If a line in the entries includes "LoopConfigBuilder", show that line.

::::

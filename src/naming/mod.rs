//! Library naming: template rendering, sanitizing, natural ordering and
//! traversal-safe path building.
//!
//! Everything here is a pure function over its inputs apart from the path
//! resolution in [`build_library_path`] and [`same_filesystem`], which read
//! filesystem metadata but never write.
//!
//! # Example
//!
//! ```
//! use shelver_core::naming::{MetadataBag, render};
//!
//! let metadata = MetadataBag::new()
//!     .with("Author", "Brandon Sanderson")
//!     .with("Title", "The Way of Kings");
//! assert_eq!(
//!     render("{Author}/{Series/}{Title}{ - Subtitle}", &metadata, true),
//!     "Brandon Sanderson/The Way of Kings"
//! );
//! ```

mod error;
mod metadata;
mod path;
mod sanitize;
mod sort;
mod template;

pub use error::NamingError;
pub use metadata::{MetadataBag, MetadataValue};
pub use path::{FALLBACK_NAME, build_library_path, same_filesystem};
pub use sanitize::{DEFAULT_MAX_LENGTH, sanitize, sanitize_with_limit};
pub use sort::{DEFAULT_PART_PAD_WIDTH, SORT_KEY_DIGITS, assign_part_numbers, path_sort_key, sort_key};
pub use template::{NamingTemplate, Segment, TemplateBlock, Token, render};
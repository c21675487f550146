//! Caller-owned download task records.

use std::fmt;
use std::path::{Path, PathBuf};

use serde::{Deserialize, Serialize};
use tracing::debug;

/// Kind of content a task fetches.
#[derive(Debug, Clone, Copy, Default, PartialEq, Eq, Hash, Serialize, Deserialize)]
#[serde(rename_all = "lowercase")]
pub enum ContentType {
    #[default]
    Book,
    Audiobook,
}

impl ContentType {
    #[must_use]
    pub fn is_audiobook(self) -> bool {
        self == Self::Audiobook
    }

    #[must_use]
    pub fn as_str(self) -> &'static str {
        match self {
            Self::Book => "book",
            Self::Audiobook => "audiobook",
        }
    }
}

impl fmt::Display for ContentType {
    fn fmt(&self, f: &mut fmt::Formatter<'_>) -> fmt::Result {
        f.write_str(self.as_str())
    }
}

/// A single acquisition tracked by the caller.
///
/// The poller borrows the task mutably only to record where the backend
/// actually stored the finished download.
#[derive(Debug, Clone, PartialEq, Eq, Serialize, Deserialize)]
pub struct DownloadTask {
    pub task_id: String,
    pub content_type: ContentType,
    pub title: Option<String>,
    /// Tag naming where the release came from (e.g., "prowlarr", "cli").
    pub source: String,
    original_download_path: Option<PathBuf>,
}

impl DownloadTask {
    #[must_use]
    pub fn new(task_id: impl Into<String>, source: impl Into<String>) -> Self {
        Self {
            task_id: task_id.into(),
            content_type: ContentType::default(),
            title: None,
            source: source.into(),
            original_download_path: None,
        }
    }

    #[must_use]
    pub fn with_title(mut self, title: impl Into<String>) -> Self {
        self.title = Some(title.into());
        self
    }

    #[must_use]
    pub fn with_content_type(mut self, content_type: ContentType) -> Self {
        self.content_type = content_type;
        self
    }

    /// Local path of the finished download, once known.
    #[must_use]
    pub fn original_download_path(&self) -> Option<&Path> {
        self.original_download_path.as_deref()
    }

    /// Records where the finished download lives in the local filesystem view.
    pub fn record_download_path(&mut self, path: impl Into<PathBuf>) {
        let path = path.into();
        debug!(task_id = %self.task_id, path = %path.display(), "recorded download path");
        self.original_download_path = Some(path);
    }
}
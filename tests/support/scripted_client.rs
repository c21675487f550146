//! In-memory backend that replays a scripted sequence of statuses and records
//! every call the poller makes.

use std::collections::{HashMap, VecDeque};
use std::sync::Mutex;

use async_trait::async_trait;
use shelver_core::client::{ClientError, DownloadClient, DownloadState, DownloadStatus, Protocol};
use shelver_core::poller::{CancelFlag, StatusReporter, StatusTag};

#[derive(Debug, Clone, PartialEq)]
pub enum Call {
    FindExisting(String),
    Add {
        url: String,
        name: String,
        category: Option<String>,
    },
    Status(String),
    Path(String),
    Remove { id: String, delete_files: bool },
}

pub struct ScriptedClient {
    name: String,
    existing: Option<(String, DownloadStatus)>,
    add_result: Result<String, String>,
    statuses: Mutex<VecDeque<DownloadStatus>>,
    downloads: HashMap<String, String>,
    scripts: Mutex<HashMap<String, VecDeque<DownloadStatus>>>,
    download_path: Option<String>,
    cancel_after_polls: Option<(usize, CancelFlag)>,
    calls: Mutex<Vec<Call>>,
}

impl ScriptedClient {
    pub fn new(name: &str) -> Self {
        Self {
            name: name.to_string(),
            existing: None,
            add_result: Ok("new-id".to_string()),
            statuses: Mutex::new(VecDeque::new()),
            downloads: HashMap::new(),
            scripts: Mutex::new(HashMap::new()),
            download_path: None,
            cancel_after_polls: None,
            calls: Mutex::new(Vec::new()),
        }
    }

    pub fn with_existing(mut self, id: &str, status: DownloadStatus) -> Self {
        self.existing = Some((id.to_string(), status));
        self
    }

    pub fn with_add_error(mut self, reason: &str) -> Self {
        self.add_result = Err(reason.to_string());
        self
    }

    /// Statuses returned in order; the last one repeats forever.
    pub fn with_statuses(self, statuses: Vec<DownloadStatus>) -> Self {
        *self.statuses.lock().unwrap() = statuses.into();
        self
    }

    /// Adding `url` yields `id`, whose statuses replay independently of the
    /// shared script.
    pub fn with_download(mut self, url: &str, id: &str, statuses: Vec<DownloadStatus>) -> Self {
        self.downloads.insert(url.to_string(), id.to_string());
        self.scripts
            .lock()
            .unwrap()
            .insert(id.to_string(), statuses.into());
        self
    }

    pub fn with_download_path(mut self, path: impl Into<String>) -> Self {
        self.download_path = Some(path.into());
        self
    }

    /// Sets `flag` while answering the `polls`-th status query.
    pub fn cancel_after_polls(mut self, polls: usize, flag: CancelFlag) -> Self {
        self.cancel_after_polls = Some((polls, flag));
        self
    }

    pub fn calls(&self) -> Vec<Call> {
        self.calls.lock().unwrap().clone()
    }

    pub fn count(&self, matches: impl Fn(&Call) -> bool) -> usize {
        self.calls().iter().filter(|call| matches(call)).count()
    }

    pub fn removals(&self) -> Vec<(String, bool)> {
        self.calls()
            .into_iter()
            .filter_map(|call| match call {
                Call::Remove { id, delete_files } => Some((id, delete_files)),
                _ => None,
            })
            .collect()
    }

    fn record(&self, call: Call) {
        self.calls.lock().unwrap().push(call);
    }
}

#[async_trait]
impl DownloadClient for ScriptedClient {
    fn name(&self) -> &str {
        &self.name
    }

    fn protocol(&self) -> Protocol {
        Protocol::Torrent
    }

    async fn find_existing(&self, url: &str) -> Option<(String, DownloadStatus)> {
        self.record(Call::FindExisting(url.to_string()));
        self.existing.clone()
    }

    async fn add_download(
        &self,
        url: &str,
        name: &str,
        category: Option<&str>,
    ) -> Result<String, ClientError> {
        self.record(Call::Add {
            url: url.to_string(),
            name: name.to_string(),
            category: category.map(str::to_string),
        });
        self.add_result
            .clone()
            .map(|id| self.downloads.get(url).cloned().unwrap_or(id))
            .map_err(|reason| ClientError::rejected(self.name.clone(), reason))
    }

    async fn get_status(&self, download_id: &str) -> DownloadStatus {
        self.record(Call::Status(download_id.to_string()));

        if let Some((polls, flag)) = &self.cancel_after_polls
            && self.count(|c| matches!(c, Call::Status(_))) >= *polls
        {
            flag.cancel();
        }

        if let Some(script) = self.scripts.lock().unwrap().get_mut(download_id) {
            return next_status(script);
        }
        next_status(&mut self.statuses.lock().unwrap())
    }

    async fn get_download_path(&self, download_id: &str) -> Option<String> {
        self.record(Call::Path(download_id.to_string()));
        self.download_path.clone()
    }

    async fn remove(&self, download_id: &str, delete_files: bool) -> bool {
        self.record(Call::Remove {
            id: download_id.to_string(),
            delete_files,
        });
        true
    }
}

fn next_status(script: &mut VecDeque<DownloadStatus>) -> DownloadStatus {
    if script.len() > 1 {
        script.pop_front().unwrap()
    } else {
        script
            .front()
            .cloned()
            .unwrap_or_else(|| DownloadStatus::new(0.0, DownloadState::Downloading))
    }
}

/// Reporter that keeps every progress and status report.
#[derive(Default)]
pub struct RecordingReporter {
    progress: Mutex<Vec<f64>>,
    statuses: Mutex<Vec<(StatusTag, Option<String>)>>,
}

impl RecordingReporter {
    pub fn progress_reports(&self) -> Vec<f64> {
        self.progress.lock().unwrap().clone()
    }

    pub fn statuses(&self) -> Vec<(StatusTag, Option<String>)> {
        self.statuses.lock().unwrap().clone()
    }

    pub fn last_status(&self) -> (StatusTag, Option<String>) {
        self.statuses().last().cloned().unwrap()
    }

    pub fn messages_for(&self, tag: StatusTag) -> Vec<String> {
        self.statuses()
            .into_iter()
            .filter(|(t, _)| *t == tag)
            .filter_map(|(_, message)| message)
            .collect()
    }
}

impl StatusReporter for RecordingReporter {
    fn progress(&self, percent: f64) {
        self.progress.lock().unwrap().push(percent);
    }

    fn status(&self, tag: StatusTag, message: Option<&str>) {
        self.statuses
            .lock()
            .unwrap()
            .push((tag, message.map(str::to_string)));
    }
}
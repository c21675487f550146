//! Metadata values consumed by the naming template engine.

use std::collections::BTreeMap;
use std::fmt;

use serde::{Deserialize, Serialize};

/// A single scalar metadata value.
///
/// Deserializes untagged, so JSON `1`, `1.5` and `"1"` map to
/// `Integer`, `Decimal` and `Text` respectively.
#[derive(Debug, Clone, PartialEq, Serialize, Deserialize)]
#[serde(untagged)]
pub enum MetadataValue {
    /// Whole number, e.g. a publication year.
    Integer(i64),
    /// Decimal number, e.g. a novella's series position of `1.5`.
    Decimal(f64),
    /// Free text.
    Text(String),
}

impl MetadataValue {
    /// Formats the value as a series position.
    ///
    /// Whole-number decimals drop their fractional part (`1.0` -> `"1"`),
    /// other decimals keep their natural form (`1.5` -> `"1.5"`).
    #[must_use]
    pub fn series_position(&self) -> String {
        match self {
            Self::Decimal(value) if value.is_finite() && value.fract() == 0.0 => {
                format!("{value:.0}")
            }
            other => other.to_string(),
        }
    }
}

impl fmt::Display for MetadataValue {
    fn fmt(&self, f: &mut fmt::Formatter<'_>) -> fmt::Result {
        match self {
            Self::Integer(value) => write!(f, "{value}"),
            // Whole decimals keep a trailing ".0" so a decimal never reads as an integer.
            Self::Decimal(value) if value.is_finite() && value.fract() == 0.0 => {
                write!(f, "{value:.1}")
            }
            Self::Decimal(value) => write!(f, "{value}"),
            Self::Text(value) => f.write_str(value),
        }
    }
}

impl From<&str> for MetadataValue {
    fn from(value: &str) -> Self {
        Self::Text(value.to_string())
    }
}

impl From<String> for MetadataValue {
    fn from(value: String) -> Self {
        Self::Text(value)
    }
}

impl From<i64> for MetadataValue {
    fn from(value: i64) -> Self {
        Self::Integer(value)
    }
}

impl From<i32> for MetadataValue {
    fn from(value: i32) -> Self {
        Self::Integer(i64::from(value))
    }
}

impl From<u32> for MetadataValue {
    fn from(value: u32) -> Self {
        Self::Integer(i64::from(value))
    }
}

impl From<f64> for MetadataValue {
    fn from(value: f64) -> Self {
        Self::Decimal(value)
    }
}

/// Case-insensitive mapping from metadata field names to optional values.
///
/// Keys are normalized to lowercase on insert and lookup. A key that is absent,
/// explicitly `None`, or whose value is blank after trimming all read as missing.
#[derive(Debug, Clone, Default, PartialEq, Serialize, Deserialize)]
#[serde(from = "BTreeMap<String, Option<MetadataValue>>")]
pub struct MetadataBag {
    values: BTreeMap<String, MetadataValue>,
}

impl MetadataBag {
    /// Creates an empty bag.
    #[must_use]
    pub fn new() -> Self {
        Self::default()
    }

    /// Builder-style insert.
    #[must_use]
    pub fn with(mut self, key: &str, value: impl Into<MetadataValue>) -> Self {
        self.insert(key, value);
        self
    }

    /// Inserts a value, replacing any value stored under the same key in any case.
    pub fn insert(&mut self, key: &str, value: impl Into<MetadataValue>) {
        self.values.insert(key.to_lowercase(), value.into());
    }

    /// Inserts `Some` values and removes the key for `None`.
    pub fn set<V: Into<MetadataValue>>(&mut self, key: &str, value: Option<V>) {
        match value {
            Some(value) => self.insert(key, value),
            None => {
                self.values.remove(&key.to_lowercase());
            }
        }
    }

    /// Looks up the raw value for a key, ignoring case.
    #[must_use]
    pub fn get(&self, key: &str) -> Option<&MetadataValue> {
        self.values.get(&key.to_lowercase())
    }

    /// Returns the trimmed string form of a value, or `None` when missing or blank.
    #[must_use]
    pub fn text(&self, key: &str) -> Option<String> {
        let value = self.get(key)?.to_string();
        let trimmed = value.trim();
        (!trimmed.is_empty()).then(|| trimmed.to_string())
    }

    /// Returns true when no values are stored.
    #[must_use]
    pub fn is_empty(&self) -> bool {
        self.values.is_empty()
    }
}

impl From<BTreeMap<String, Option<MetadataValue>>> for MetadataBag {
    fn from(map: BTreeMap<String, Option<MetadataValue>>) -> Self {
        let mut bag = Self::new();
        for (key, value) in map {
            bag.set(&key, value);
        }
        bag
    }
}

impl<K, V> FromIterator<(K, V)> for MetadataBag
where
    K: AsRef<str>,
    V: Into<MetadataValue>,
{
    fn from_iter<I: IntoIterator<Item = (K, V)>>(iter: I) -> Self {
        let mut bag = Self::new();
        for (key, value) in iter {
            bag.insert(key.as_ref(), value);
        }
        bag
    }
}
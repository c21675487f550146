//! Error types for the naming module.
//!
//! Template rendering degrades gracefully and never fails. The only hard
//! failures are a rendered path escaping its library root and I/O while
//! resolving that root.

use std::path::PathBuf;

use thiserror::Error;

/// Errors that can occur while building a library path.
#[derive(Debug, Error)]
pub enum NamingError {
    /// The rendered path resolves outside the library directory.
    #[error("path traversal detected: {candidate} would escape library directory {base}")]
    PathTraversal {
        /// Canonical library directory.
        base: PathBuf,
        /// Resolved path that fell outside it.
        candidate: PathBuf,
    },

    /// The library directory could not be resolved to an absolute path.
    #[error("IO error resolving {path}: {source}")]
    Io {
        /// The path being resolved.
        path: PathBuf,
        /// The underlying IO error.
        #[source]
        source: std::io::Error,
    },
}

impl NamingError {
    /// Creates a path traversal error.
    pub fn path_traversal(base: impl Into<PathBuf>, candidate: impl Into<PathBuf>) -> Self {
        Self::PathTraversal {
            base: base.into(),
            candidate: candidate.into(),
        }
    }

    /// Creates an IO error.
    pub fn io(path: impl Into<PathBuf>, source: std::io::Error) -> Self {
        Self::Io {
            path: path.into(),
            source,
        }
    }
}
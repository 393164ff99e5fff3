//! Client configuration for the CozeLoop tracer.
//!
//! Values set on [`LoopConfigBuilder`] win. Unset required values fall back to
//! environment variables; a value missing from both fails [`build`] with
//! [`ConfigError::PropertyUnprovided`].
//!
//! | property       | environment variable     | default                 |
//! |----------------|--------------------------|-------------------------|
//! | workspace id   | `COZELOOP_WORKSPACE_ID`  | required                |
//! | API token      | `COZELOOP_API_TOKEN`     | required                |
//! | API base URL   | `COZELOOP_API_BASE_URL`  | `https://api.coze.cn`   |
//!
//! [`build`]: LoopConfigBuilder::build
use std::env;
use std::fmt;
use std::sync::Arc;
use std::time::Duration;

use cozeloop_http::ApiClient;

use crate::trace::{BatchConfig, SpanProcessor};

/// Workspace the spans are reported to.
pub const COZELOOP_WORKSPACE_ID: &str = "COZELOOP_WORKSPACE_ID";
/// Personal access token used as bearer token.
pub const COZELOOP_API_TOKEN: &str = "COZELOOP_API_TOKEN";
/// Base URL of the CozeLoop API.
pub const COZELOOP_API_BASE_URL: &str = "COZELOOP_API_BASE_URL";
/// Default base URL of the CozeLoop API.
pub const COZELOOP_API_BASE_URL_DEFAULT: &str = "https://api.coze.cn";

const DEFAULT_TIMEOUT: Duration = Duration::from_secs(3);
const DEFAULT_UPLOAD_TIMEOUT: Duration = Duration::from_secs(30);

/// Errors raised while resolving a [`LoopConfig`].
#[derive(thiserror::Error, Debug, Clone, PartialEq, Eq)]
#[non_exhaustive]
pub enum ConfigError {
    /// A required property was neither set nor found in the environment.
    #[error("property `{property}` is not provided; set it explicitly or through the `{env}` environment variable")]
    PropertyUnprovided {
        /// Name of the missing property.
        property: &'static str,
        /// Environment variable consulted as fallback.
        env: &'static str,
    },
}

/// Resolved configuration of the tracer.
pub struct LoopConfig {
    pub(crate) workspace_id: String,
    pub(crate) api_token: String,
    pub(crate) api_base_url: String,
    pub(crate) headers: Vec<(String, String)>,
    pub(crate) timeout: Duration,
    pub(crate) upload_timeout: Duration,
    pub(crate) batch_config: BatchConfig,
    pub(crate) service_name: Option<String>,
    pub(crate) ultra_large_report: bool,
    pub(crate) record_inputs: bool,
    pub(crate) record_outputs: bool,
    pub(crate) api_client: Option<Arc<dyn ApiClient>>,
    pub(crate) span_processor: Option<Box<dyn SpanProcessor>>,
}

impl fmt::Debug for LoopConfig {
    fn fmt(&self, f: &mut fmt::Formatter<'_>) -> fmt::Result {
        f.debug_struct("LoopConfig")
            .field("workspace_id", &self.workspace_id)
            .field("api_base_url", &self.api_base_url)
            .field("headers", &self.headers.iter().map(|(k, _)| k).collect::<Vec<_>>())
            .field("timeout", &self.timeout)
            .field("upload_timeout", &self.upload_timeout)
            .field("batch_config", &self.batch_config)
            .field("service_name", &self.service_name)
            .field("ultra_large_report", &self.ultra_large_report)
            .field("record_inputs", &self.record_inputs)
            .field("record_outputs", &self.record_outputs)
            .field("api_client", &self.api_client)
            .field("span_processor", &self.span_processor)
            .finish()
    }
}

impl LoopConfig {
    /// Create a new [`LoopConfigBuilder`].
    pub fn builder() -> LoopConfigBuilder {
        LoopConfigBuilder::default()
    }

    /// Workspace the spans are reported to.
    pub fn workspace_id(&self) -> &str {
        &self.workspace_id
    }

    /// Base URL of the CozeLoop API.
    pub fn api_base_url(&self) -> &str {
        &self.api_base_url
    }

    /// Batching parameters of the default span processor.
    pub fn batch_config(&self) -> &BatchConfig {
        &self.batch_config
    }
}

/// Builder for [`LoopConfig`].
#[derive(Default)]
pub struct LoopConfigBuilder {
    workspace_id: Option<String>,
    api_token: Option<String>,
    api_base_url: Option<String>,
    headers: Vec<(String, String)>,
    timeout: Option<Duration>,
    upload_timeout: Option<Duration>,
    batch_config: Option<BatchConfig>,
    service_name: Option<String>,
    ultra_large_report: bool,
    record_inputs: Option<bool>,
    record_outputs: Option<bool>,
    api_client: Option<Arc<dyn ApiClient>>,
    span_processor: Option<Box<dyn SpanProcessor>>,
}

impl fmt::Debug for LoopConfigBuilder {
    fn fmt(&self, f: &mut fmt::Formatter<'_>) -> fmt::Result {
        f.debug_struct("LoopConfigBuilder")
            .field("workspace_id", &self.workspace_id)
            .field("api_base_url", &self.api_base_url)
            .field("service_name", &self.service_name)
            .finish_non_exhaustive()
    }
}

impl LoopConfigBuilder {
    /// Workspace the spans are reported to.
    pub fn with_workspace_id(mut self, workspace_id: impl Into<String>) -> Self {
        self.workspace_id = Some(workspace_id.into());
        self
    }

    /// Token sent as `Authorization: Bearer <token>`.
    pub fn with_api_token(mut self, api_token: impl Into<String>) -> Self {
        self.api_token = Some(api_token.into());
        self
    }

    /// Base URL of the CozeLoop API.
    pub fn with_api_base_url(mut self, api_base_url: impl Into<String>) -> Self {
        self.api_base_url = Some(api_base_url.into());
        self
    }

    /// Header sent with every API request.
    pub fn with_header(mut self, name: impl Into<String>, value: impl Into<String>) -> Self {
        self.headers.push((name.into(), value.into()));
        self
    }

    /// Timeout of trace report requests. Defaults to 3 seconds.
    pub fn with_timeout(mut self, timeout: Duration) -> Self {
        self.timeout = Some(timeout);
        self
    }

    /// Timeout of file uploads. Defaults to 30 seconds.
    pub fn with_upload_timeout(mut self, timeout: Duration) -> Self {
        self.upload_timeout = Some(timeout);
        self
    }

    /// Batching parameters. Defaults to [`BatchConfig::default`].
    pub fn with_batch_config(mut self, batch_config: BatchConfig) -> Self {
        self.batch_config = Some(batch_config);
        self
    }

    /// Service name reported on every span that does not set its own.
    pub fn with_service_name(mut self, service_name: impl Into<String>) -> Self {
        self.service_name = Some(service_name.into());
        self
    }

    /// Offload oversized inputs and outputs instead of truncating them.
    pub fn with_ultra_large_report(mut self, enabled: bool) -> Self {
        self.ultra_large_report = enabled;
        self
    }

    /// Record the arguments of traced calls as span input. Defaults to `true`.
    pub fn with_record_inputs(mut self, enabled: bool) -> Self {
        self.record_inputs = Some(enabled);
        self
    }

    /// Record the results of traced calls as span output. Defaults to `true`.
    pub fn with_record_outputs(mut self, enabled: bool) -> Self {
        self.record_outputs = Some(enabled);
        self
    }

    /// Report through `client` instead of the built-in HTTP client.
    pub fn with_api_client(mut self, client: Arc<dyn ApiClient>) -> Self {
        self.api_client = Some(client);
        self
    }

    /// Replace the default batching processor. The workspace, token and
    /// endpoint are still validated.
    pub fn with_span_processor<T: SpanProcessor + 'static>(mut self, processor: T) -> Self {
        self.span_processor = Some(Box::new(processor));
        self
    }

    /// Resolve the configuration against the environment.
    pub fn build(self) -> Result<LoopConfig, ConfigError> {
        let workspace_id = resolve(self.workspace_id, "workspace_id", COZELOOP_WORKSPACE_ID)?;
        let api_token = resolve(self.api_token, "api_token", COZELOOP_API_TOKEN)?;
        let api_base_url = match self
            .api_base_url
            .or_else(|| env::var(COZELOOP_API_BASE_URL).ok())
        {
            Some(url) if url.trim().is_empty() => {
                return Err(ConfigError::PropertyUnprovided {
                    property: "api_base_url",
                    env: COZELOOP_API_BASE_URL,
                })
            }
            Some(url) => url,
            None => COZELOOP_API_BASE_URL_DEFAULT.to_string(),
        };

        Ok(LoopConfig {
            workspace_id,
            api_token,
            api_base_url,
            headers: self.headers,
            timeout: self.timeout.unwrap_or(DEFAULT_TIMEOUT),
            upload_timeout: self.upload_timeout.unwrap_or(DEFAULT_UPLOAD_TIMEOUT),
            batch_config: self.batch_config.unwrap_or_default(),
            service_name: self.service_name,
            ultra_large_report: self.ultra_large_report,
            record_inputs: self.record_inputs.unwrap_or(true),
            record_outputs: self.record_outputs.unwrap_or(true),
            api_client: self.api_client,
            span_processor: self.span_processor,
        })
    }
}

fn resolve(
    value: Option<String>,
    property: &'static str,
    env_name: &'static str,
) -> Result<String, ConfigError> {
    value
        .or_else(|| env::var(env_name).ok())
        .filter(|v| !v.trim().is_empty())
        .ok_or(ConfigError::PropertyUnprovided {
            property,
            env: env_name,
        })
}
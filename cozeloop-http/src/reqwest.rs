use std::time::Duration;

use cozeloop::loop_debug;
use http::header::{HeaderMap, HeaderName, HeaderValue, AUTHORIZATION, CONTENT_TYPE};

use super::{async_trait, ApiClient, Bytes, FilePart, HttpError};

const DEFAULT_TIMEOUT: Duration = Duration::from_secs(3);
const DEFAULT_UPLOAD_TIMEOUT: Duration = Duration::from_secs(30);

/// [`ApiClient`] backed by a [`reqwest::Client`].
///
/// Every request carries `Authorization: Bearer <token>` plus the configured
/// custom headers.
#[derive(Debug, Clone)]
pub struct ReqwestApiClient {
    client: reqwest::Client,
    headers: HeaderMap,
    base_url: String,
    timeout: Duration,
    upload_timeout: Duration,
}

impl ReqwestApiClient {
    /// Create a builder for a client talking to `base_url`.
    pub fn builder(base_url: impl Into<String>, token: impl Into<String>) -> ReqwestApiClientBuilder {
        ReqwestApiClientBuilder {
            base_url: base_url.into(),
            token: token.into(),
            headers: Vec::new(),
            timeout: DEFAULT_TIMEOUT,
            upload_timeout: DEFAULT_UPLOAD_TIMEOUT,
            client: None,
        }
    }

    fn url_for(&self, path: &str) -> String {
        join_url(&self.base_url, path)
    }
}

/// Builder for [`ReqwestApiClient`].
#[derive(Debug)]
pub struct ReqwestApiClientBuilder {
    base_url: String,
    token: String,
    headers: Vec<(String, String)>,
    timeout: Duration,
    upload_timeout: Duration,
    client: Option<reqwest::Client>,
}

impl ReqwestApiClientBuilder {
    /// Add a header sent with every request.
    pub fn with_header(mut self, name: impl Into<String>, value: impl Into<String>) -> Self {
        self.headers.push((name.into(), value.into()));
        self
    }

    /// Timeout of JSON requests.
    pub fn with_timeout(mut self, timeout: Duration) -> Self {
        self.timeout = timeout;
        self
    }

    /// Timeout of file uploads.
    pub fn with_upload_timeout(mut self, timeout: Duration) -> Self {
        self.upload_timeout = timeout;
        self
    }

    /// Use a preconfigured [`reqwest::Client`].
    pub fn with_client(mut self, client: reqwest::Client) -> Self {
        self.client = Some(client);
        self
    }

    /// Build the client. Fails when the token or a custom header is not a
    /// valid header value.
    pub fn build(self) -> Result<ReqwestApiClient, HttpError> {
        let mut headers = HeaderMap::new();
        let mut auth = HeaderValue::from_str(&format!("Bearer {}", self.token))?;
        auth.set_sensitive(true);
        headers.insert(AUTHORIZATION, auth);
        for (name, value) in self.headers {
            headers.insert(
                HeaderName::from_bytes(name.as_bytes())?,
                HeaderValue::from_str(&value)?,
            );
        }

        let client = match self.client {
            Some(client) => client,
            None => reqwest::Client::builder().build()?,
        };

        Ok(ReqwestApiClient {
            client,
            headers,
            base_url: self.base_url,
            timeout: self.timeout,
            upload_timeout: self.upload_timeout,
        })
    }
}

fn join_url(base_url: &str, path: &str) -> String {
    format!(
        "{}/{}",
        base_url.trim_end_matches('/'),
        path.trim_start_matches('/')
    )
}

#[async_trait]
impl ApiClient for ReqwestApiClient {
    async fn post_json(&self, path: &str, body: Bytes) -> Result<Bytes, HttpError> {
        loop_debug!(name: "ReqwestApiClient.PostJson", path = path);
        let response = self
            .client
            .post(self.url_for(path))
            .headers(self.headers.clone())
            .header(CONTENT_TYPE, "application/json")
            .timeout(self.timeout)
            .body(body)
            .send()
            .await?
            .error_for_status()?;
        Ok(response.bytes().await?)
    }

    async fn upload_file(&self, path: &str, file: FilePart) -> Result<Bytes, HttpError> {
        loop_debug!(
            name: "ReqwestApiClient.UploadFile",
            path = path,
            file_name = file.file_name.as_str(),
            size = file.data.len()
        );
        let part = reqwest::multipart::Part::bytes(file.data.to_vec())
            .file_name(file.file_name)
            .mime_str(&file.content_type)?;
        let mut form = reqwest::multipart::Form::new().part("file", part);
        for (name, value) in file.fields {
            form = form.text(name, value);
        }
        let response = self
            .client
            .post(self.url_for(path))
            .headers(self.headers.clone())
            .timeout(self.upload_timeout)
            .multipart(form)
            .send()
            .await?
            .error_for_status()?;
        Ok(response.bytes().await?)
    }
}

::::

> [Answer for the task]:
//! Values set on [`LoopConfigBuilder`] win. Unset required values fall back to
//! [`build`]: LoopConfigBuilder::build
    /// Create a new [`LoopConfigBuilder`].
    pub fn builder() -> LoopConfigBuilder {
        LoopConfigBuilder::default()
pub struct LoopConfigBuilder {
impl fmt::Debug for LoopConfigBuilder {
        f.debug_struct("LoopConfigBuilder")
impl LoopConfigBuilder {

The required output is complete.